Investors Punish Alphabet's Stock After Concerning Quarter

Google's parent company Alphabet Inc (NASDAQ: GOOG) (NASDAQ: GOOGL) reported first-quarter results which prompted an immediate sell-off in the stock as the report showed a deceleration of growth in certain key metrics. Here is a summary of how some of the Street's top analysts reacted to the print.

The Analysts

Bank of America's Justin Post maintains a Buy rating on Alphabet's stock with an unchanged $1,350 price target.

Guggenheim Partners' Michael Morris maintains at Buy, price target lowered from $1,475 to $1,400.

Wedbush's Michael Pachter maintains at Outperform, unchanged $1,350 price target.

KeyBanc Capital Markets' Andy Hargreaves maintains at Overweight, unchanged $1,430 price target.

Stifel's Scott Devitt downgrades from Buy to Hold, unchanged $1,287 price target.

Shares of GOOGL were trading lower Tuesday by more than 8 percent at $1,189.54.

BofA: No Clear Explanation

Alphabet missed expectations on the revenue line at $29.3 billion , Post said in a research report, but this shortfall was more than offset by better-than-expected operating income of $8.3 billion (excluding the European Union fine) and slightly better margins at Google.

Google Website (excluding foreign exchange) growth slowed from 22.6 percent in the fourth quarter to 19.1 percent in the first quarter.

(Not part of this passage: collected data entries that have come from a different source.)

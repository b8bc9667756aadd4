// Copyright 2026 the Scrollstack Authors
// SPDX-License-Identifier: Apache-2.0 OR MIT

//! Chrome Trace Event Format exporter.
//!
//! [`export`] reads recorded bytes from a [`RecorderSink`](super::recorder::RecorderSink)
//! and writes [Chrome Trace Event Format][format] JSON to the given writer.
//!
//! Resolve events also feed two counter tracks (`scroll` and `writes`), so a
//! scroll session shows up as a curve next to the per-frame write volume.
//!
//! [format]: https://docs.google.com/document/d/1CvAClvFfyA5R-PhYUmn5OOQtYMH4h6I0nSsKchNAySU

use std::io::{self, Write};

use serde_json::{Value, json};

use crate::recorder::{RecordedEvent, decode};

/// Exports recorded events as Chrome Trace Event Format JSON.
///
/// The output is a complete JSON array of trace event objects, suitable for
/// loading into `chrome://tracing` or [Perfetto](https://ui.perfetto.dev/).
pub fn export(bytes: &[u8], writer: &mut dyn Write) -> io::Result<()> {
    let mut events: Vec<Value> = Vec::new();

    for recorded in decode(bytes) {
        let ts = recorded.at.micros();
        match recorded.event {
            RecordedEvent::Measure(e) => {
                events.push(json!({
                    "ph": "i",
                    "name": "Measure",
                    "cat": "Layout",
                    "ts": ts,
                    "pid": 0,
                    "tid": 0,
                    "s": "g",
                    "args": {
                        "generation": e.generation,
                        "items": e.items,
                        "viewport_height": e.viewport_height,
                        "pin_end": e.pin_end,
                        "has_sentinel": e.has_sentinel,
                    }
                }));
            }
            RecordedEvent::Resolve(e) => {
                events.push(json!({
                    "ph": "i",
                    "name": "Resolve",
                    "cat": "Frame",
                    "ts": ts,
                    "pid": 0,
                    "tid": 0,
                    "s": "t",
                    "args": {
                        "generation": e.generation,
                        "scroll_offset": e.scroll_offset,
                        "transform_writes": e.transform_writes,
                        "filter_writes": e.filter_writes,
                        "skipped": e.skipped,
                    }
                }));
                events.push(json!({
                    "ph": "C",
                    "name": "scroll",
                    "ts": ts,
                    "pid": 0,
                    "args": { "offset": e.scroll_offset }
                }));
                events.push(json!({
                    "ph": "C",
                    "name": "writes",
                    "ts": ts,
                    "pid": 0,
                    "args": {
                        "transform": e.transform_writes,
                        "filter": e.filter_writes,
                    }
                }));
            }
            RecordedEvent::Completion(e) => {
                let name = if e.completed {
                    "StackComplete"
                } else {
                    "StackIncomplete"
                };
                events.push(json!({
                    "ph": "i",
                    "name": name,
                    "cat": "Stack",
                    "ts": ts,
                    "pid": 0,
                    "tid": 0,
                    "s": "g",
                    "args": {
                        "scroll_offset": e.scroll_offset,
                    }
                }));
            }
            RecordedEvent::Teardown(e) => {
                events.push(json!({
                    "ph": "i",
                    "name": "Teardown",
                    "cat": "Stack",
                    "ts": ts,
                    "pid": 0,
                    "tid": 0,
                    "s": "g",
                    "args": {
                        "items": e.items,
                        "was_measured": e.was_measured,
                    }
                }));
            }
        }
    }

    serde_json::to_writer_pretty(writer, &events)?;
    Ok(())
}

#[cfg(test)]
mod tests {
    use super::*;
    use crate::recorder::RecorderSink;
    use scrollstack_core::time::HostTime;
    use scrollstack_core::trace::{CompletionEvent, ResolveEvent, TraceSink};

    #[test]
    fn export_produces_valid_json() {
        let mut rec = RecorderSink::with_clock(|| HostTime(16_000));
        rec.on_resolve(&ResolveEvent {
            generation: 0,
            scroll_offset: 900.0,
            transform_writes: 2,
            filter_writes: 0,
            skipped: 1,
        });
        rec.on_completion(&CompletionEvent {
            scroll_offset: 1780.0,
            completed: true,
        });

        let mut out = Vec::new();
        export(rec.as_bytes(), &mut out).unwrap();
        let parsed: Value = serde_json::from_slice(&out).unwrap();
        let arr = parsed.as_array().unwrap();

        // Resolve expands to an instant plus two counters.
        assert_eq!(arr.len(), 4);
        assert_eq!(arr[0]["name"], "Resolve");
        assert_eq!(arr[0]["ts"], 16_000);
        assert_eq!(arr[0]["args"]["transform_writes"], 2);
        assert_eq!(arr[1]["ph"], "C");
        assert_eq!(arr[1]["args"]["offset"], 900.0);
        assert_eq!(arr[3]["name"], "StackComplete");
    }

    #[test]
    fn export_empty_recording() {
        let mut out = Vec::new();
        export(&[], &mut out).unwrap();
        let parsed: Value = serde_json::from_slice(&out).unwrap();
        assert_eq!(parsed.as_array().map(Vec::len), Some(0));
    }
}
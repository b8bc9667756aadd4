// Copyright 2026 the Scrollstack Authors
// SPDX-License-Identifier: Apache-2.0 OR MIT

//! Rendering-surface contract.
//!
//! The engine never touches a concrete UI toolkit. Every stacked item is a
//! [`VisualItem`] handle and the surrounding page is a [`LayoutHost`]. The DOM
//! backend implements both over `HtmlElement`s and the window; tests implement
//! them over plain structs.

use kurbo::Rect;

use crate::resolve::ItemTransform;

/// How an item participates in layout.
#[derive(Clone, Copy, Debug, PartialEq)]
pub enum Placement {
    /// Natural document flow: no positioning override.
    Natural,
    /// Stuck to the viewport at `top` pixels by the surface itself.
    Sticky {
        /// Viewport offset at which the item sticks.
        top: f64,
    },
}

/// Presentation applied once at mount, before the first measurement.
#[derive(Clone, Copy, Debug, PartialEq)]
pub struct ItemSetup {
    /// Gap below the item, in pixels (zero for the last item).
    pub margin_bottom: f64,
    /// Stacking order.
    pub z_index: i32,
}

/// One card in the stack, as seen by the engine.
///
/// Implementations must treat the engine as the sole writer of the
/// transform, filter, and placement properties of the underlying element.
pub trait VisualItem {
    /// Returns the item's current bounding box in viewport coordinates.
    fn bounding_box(&self) -> Rect;

    /// Applies a resolved transform (translation, scale, rotation).
    fn set_transform(&mut self, transform: &ItemTransform);

    /// Applies a blur filter of `blur` pixels; zero clears the filter.
    fn set_filter(&mut self, blur: f64);

    /// Applies a placement mode.
    fn set_placement(&mut self, placement: Placement);

    /// Applies mount-time presentation (spacing and stacking order).
    fn setup(&mut self, setup: ItemSetup);

    /// Removes any transform and placement override so that
    /// [`bounding_box`](Self::bounding_box) reflects natural flow.
    fn neutralize(&mut self);

    /// Reverts every property the engine touched to its pre-mount value.
    ///
    /// Must be safe to call repeatedly and on items that were never measured.
    fn restore(&mut self);
}

/// The page surrounding the stack.
pub trait LayoutHost {
    /// Current viewport height in pixels.
    fn viewport_height(&self) -> f64;

    /// Offset added to viewport-relative boxes to obtain document-relative
    /// positions (the document scroll position).
    fn scroll_anchor(&self) -> f64;

    /// Flushes pending style changes so the next geometry read is current.
    fn force_reflow(&self);

    /// Bounding box of the end-of-stack sentinel in viewport coordinates, if
    /// the sentinel exists.
    fn end_sentinel(&self) -> Option<Rect>;
}
// Copyright 2026 the Scrollstack Authors
// SPDX-License-Identifier: Apache-2.0 OR MIT

//! `setTimeout`-backed quiet-window trigger.

use alloc::boxed::Box;
use alloc::rc::Rc;
use core::cell::{Cell, RefCell};

use wasm_bindgen::closure::Closure;
use wasm_bindgen::prelude::*;

use scrollstack_core::coalesce::CoalescingTrigger;
use scrollstack_core::time::Duration;

use crate::now;

#[wasm_bindgen]
extern "C" {
    #[wasm_bindgen(js_name = "setTimeout")]
    fn set_timeout(callback: &JsValue, millis: u32) -> i32;

    #[wasm_bindgen(js_name = "clearTimeout")]
    fn clear_timeout(id: i32);
}

type TimeoutClosure = Closure<dyn FnMut()>;

/// Runs its callback once a burst of [`request`](Self::request) calls has
/// been quiet for the configured window.
pub struct TimeoutTrigger {
    inner: Rc<TimerInner>,
}

struct TimerInner {
    closure: RefCell<Option<TimeoutClosure>>,
    callback: RefCell<Box<dyn FnMut()>>,
    trigger: Cell<CoalescingTrigger>,
    timeout_id: Cell<Option<i32>>,
}

impl TimerInner {
    fn arm(&self, after: Duration) {
        if let Some(id) = self.timeout_id.take() {
            clear_timeout(id);
        }
        let millis = u32::try_from(after.as_millis_ceil()).unwrap_or(u32::MAX);
        if let Some(ref closure) = *self.closure.borrow() {
            let id = set_timeout(closure.as_ref().unchecked_ref(), millis);
            self.timeout_id.set(Some(id));
        }
    }
}

impl TimeoutTrigger {
    /// Creates an idle trigger with a `quiet` window.
    pub fn new(quiet: Duration, callback: impl FnMut() + 'static) -> Self {
        let inner = Rc::new(TimerInner {
            closure: RefCell::new(None),
            callback: RefCell::new(Box::new(callback)),
            trigger: Cell::new(CoalescingTrigger::new(quiet)),
            timeout_id: Cell::new(None),
        });

        let weak = Rc::downgrade(&inner);
        let closure = Closure::wrap(Box::new(move || {
            let Some(inner) = weak.upgrade() else {
                return;
            };
            inner.timeout_id.set(None);
            let t = now();
            let mut trigger = inner.trigger.get();
            let due = trigger.fire_if_due(t);
            let remaining = trigger.remaining(t);
            inner.trigger.set(trigger);
            if due {
                inner.callback.borrow_mut()();
            } else if let Some(remaining) = remaining {
                // Timers can fire early; wait out the rest of the window.
                inner.arm(remaining);
            }
        }) as Box<dyn FnMut()>);
        *inner.closure.borrow_mut() = Some(closure);

        Self { inner }
    }

    /// Restarts the quiet window.
    pub fn request(&self) {
        let mut trigger = self.inner.trigger.get();
        let _ = trigger.request(now());
        self.inner.trigger.set(trigger);
        self.inner.arm(trigger.quiet());
    }

    /// Drops any pending firing.
    pub fn cancel(&self) {
        if let Some(id) = self.inner.timeout_id.take() {
            clear_timeout(id);
        }
        let mut trigger = self.inner.trigger.get();
        trigger.cancel();
        self.inner.trigger.set(trigger);
    }

    /// Whether a firing is pending.
    #[must_use]
    pub fn is_pending(&self) -> bool {
        self.inner.trigger.get().is_pending()
    }
}

impl Drop for TimeoutTrigger {
    fn drop(&mut self) {
        self.cancel();
        self.inner.closure.borrow_mut().take();
    }
}

impl core::fmt::Debug for TimeoutTrigger {
    fn fmt(&self, f: &mut core::fmt::Formatter<'_>) -> core::fmt::Result {
        f.debug_struct("TimeoutTrigger")
            .field("trigger", &self.inner.trigger.get())
            .field("timeout_id", &self.inner.timeout_id.get())
            .finish_non_exhaustive()
    }
}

Post said the earnings report and conference call didn't include a clear explanation to explain the slowdown.

The analyst thinks it's likely but can't be confirmed Google saw a slowdown in growth from tougher comps at YouTube and other product improvements last year. Overall the report was disappointing but the longer-term picture remains unchanged.

See Also: Stalled Revenue Growth Inspires Stifel To Downgrade Google

Guggenheim: 'Tempered' Near-Term Sentiment

Alphabet's earnings and management's commentary makes it unclear if the slowdown in Google growth represents a "reset" in expectations versus the 20 percent-plus growth anticipated, Morris said. The uncertainty creates a new environment, at least in the near term, where investor enthusiasm is "tempered."

The company continues to invest in new technology initiatives to support revenue growth, the analyst wrote. The three key product and investment updates management discussed include: 1) cloud initiatives in onboarding, pricing, and geographic expansion, 2) hardware products with a focus on Google Assistant, 5G and gaming, and 3) machine learning opportunities to improve ad units.

Wedbush: Profit Upside

Alphabet reported a revenue miss but also reported an adjusted EBITDA beat of $13.69 billion versus the Street's estimate of $13.48 billion, Pachter said. The company's profit beat was driven by ongoing strength in mobile search and supported by YouTube and Google Cloud.

Alphabet reported a record first quarter EPS of $11.90 due to expense control along with a lower-than-expected traffic acquisition costs (TAC).

There's "no question" the core Google search business is closing in on market saturation but the company's suite of businesses, including YouTube and Google Play, continue showing "solid growth," the analyst wrote.

KeyBanc: Profit Growth Is 'Excellent'

Alphabet did disappoint investors with a deceleration in certain growth metrics but this doesn't translate to slower profit growth, Hargreaves said. In fact, Alphabet's profit outlook remains "excellent" given momentum in Search, YouTube, Maps, Cloud, Google Play and hardware sales.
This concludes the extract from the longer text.